Streaming Reviews

Maara On Amazon Prime Video: Madhavan And Shraddha Srinath Are All Charm In A Good-Hearted, If Overlong, Romance

The beauty of this fable, based on Charlie, is how much of a love story it is, and yet how it’s not really the love story of the “hero” and the “heroine”.

Baradwaj Rangan

Director: Dhilip Kumar

Cast: Madhavan, Shraddha Srinath, Sshivada, Mouli, Abirami, Alexander Babu

Maara is based on Charlie (2015), which Martin Prakkat directed and co-wrote with Unni R. The director, Dhilip Kumar (I wrote a short film for him once), said in a Film Companion interview that he's made an adaptation, not a remake. I don't recall Charlie all that well, but if memory serves me right, the broad beats in Maara are the same and yet, the specifics are different. The story is the kind of magical fable that makes you think what Anurag Basu would have made of it. And the template is essentially that of a treasure hunt, except that the pot of gold at the end is replaced by an insanely charming man (Dulquer Salmaan in the original, R Madhavan here), from whom the film takes its name.

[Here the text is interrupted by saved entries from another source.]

use axum::{
    extract::{Query, State},
    Json,
};
use serde::Deserialize;
use std::sync::Arc;

use helpdesk_core::desk::SearchResults;

use super::error::ApiResult;
use crate::state::AppState;

#[derive(Debug, Deserialize)]
pub struct SearchParams {
    #[serde(default)]
    pub q: String,
}

/// Admin search box. Returns at most one of `topics`, `user` or `users`.
pub async fn search(
    State(state): State<Arc<AppState>>,
    Query(params): Query<SearchParams>,
) -> ApiResult<Json<SearchResults>> {
    Ok(Json(state.desk().search(&params.q)?))
}
use super::{Category, Doc, NewDoc, RankedKind};
use crate::error::DeskError;

/// Storage for knowledge-base categories and docs.
pub trait KnowledgeStore: Send + Sync {
    /// Append a category after the current last one.
    fn create_category(&self, name: &str) -> Result<Category, DeskError>;

    fn get_category(&self, id: i64) -> Result<Option<Category>, DeskError>;

    /// Categories in rank order.
    fn list_categories(&self) -> Result<Vec<Category>, DeskError>;

    /// Append a doc after the last doc of its category.
    fn create_doc(&self, doc: NewDoc) -> Result<Doc, DeskError>;

    /// Docs of one category in rank order.
    fn list_docs(&self, category_id: i64) -> Result<Vec<Doc>, DeskError>;

    /// Move a record to `position` within its sibling scope and rewrite the
    /// ranks of the whole scope in one transaction.
    ///
    /// Returns the sibling ids in their new order.
    fn reorder(&self, kind: RankedKind, id: i64, position: i64) -> Result<Vec<i64>, DeskError>;
}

This casting, I think, is crucial. Charlie/Maara is off-screen for large chunks of time, and yet, you need the sense of him from start to finish. You need an actor who's funny and charming, someone whose smile and eye-twinkle make Paru's search worthwhile. Like Dulquer, Madhavan checks all these boxes, and then some — because what he brings to this movie is not just his performance here but his screen history playing smiling, twinkle-eyed charmers in his youth. (Maara is middle-aged, and Madhavan sports a beard  seasoned with as much salt as pepper.) Shraddha Srinath plays Paru. She's the determined treasure hunter, and like in Charlie (where Parvathy Thiruvothu played the part), the casting made me smile. These two actors are often called to embody stern, no-nonsense women — and how nice to see them as die-hard romantics, who prefer fairy-tale magic to real-life logic!

Sorry, did I just say "romantic"? Make that Romantic, with a capital R. The film gets going when Paru, as a little girl, hears a story. Actually, make that a Fable, with a capital F. It's about a man whose soul resided in a fish — or maybe it's really about a man whose soul belonged to a woman named Meenakshi, which translates to a "fish-eyed" woman. The beauty of Charlie/Maara is how much of a love story it is, and yet how it's not really the love story of the "hero" and the "heroine". Ghibran's ear-candy songs (and Thamarai's lyrics) give us phrases like "Yaar azhaippadhu / yaar kural idhu", and "Oru alai unadhu / oru alai enadhu / idaiyinil kadalum karaindhiduma" that are shot on the leads — but the film's beating heart lies in Paru's profession. She does restoration work on old buildings, but her real purpose on this earth is revealed when she restores something precious to an old man.

Did you just wince at the phrase "purpose on this earth"? Did you find it too… fanciful? But that is what it is. Maara is the kind of movie that says the universe gives you signs, and all you have to do is trust your heart and follow those signs. Its firm faith in romantic whimsy and the worthiness of good deeds makes you imagine what we'd get if Amélie and Samuthirakani had a bonny little baby. Maara is terribly long (maybe it'd help if you haven't seen Charlie) and the non-stop score (it keeps saying "look how whimsical all this is!!!!") begins to grate after a while — but given the big imaginative leaps we are asked to make, the tone is remarkably even. This is a very pleasant film. There are no "fake" highs, not even when Maara does the things a commercial-film hero usually does. The punch comes from his action, and not just from his dialogue.

Apart from Madhavan and Shraddha, the supporting cast is tops. Alexander Babu is lovely as a thief who delivers a hilarious twist on the stalker-lover trope so beloved to Tamil cinema. Abirami hits some nice notes as a sex worker. Moulee doles out generous doses of grandfatherly warmth. The film's standout is Sshivada, who does with mere glances what others would need a dozen lines to convey. A sharp turn of her face during an emotional moment made me slap my head and wonder why we don't see more of her (or Abirami, for that matter). The film's real stars, however, are the cinematographers, Dinesh Krishnan and Karthik Muthukumar. The colours are deep and immersive, real when they need to be and gloriously overwrought when the fable demands it. A terrific example of the latter is the shot inside Maara's home, where everything — a scented candle, an armchair, even the light that falls on a face — is awash in sea colours (turquoise, aquamarine, et cetera). Why? Because it all began with a fairy tale about a fish, remember? Maara made me wish for a big screen again. It would have been a spa for the senses.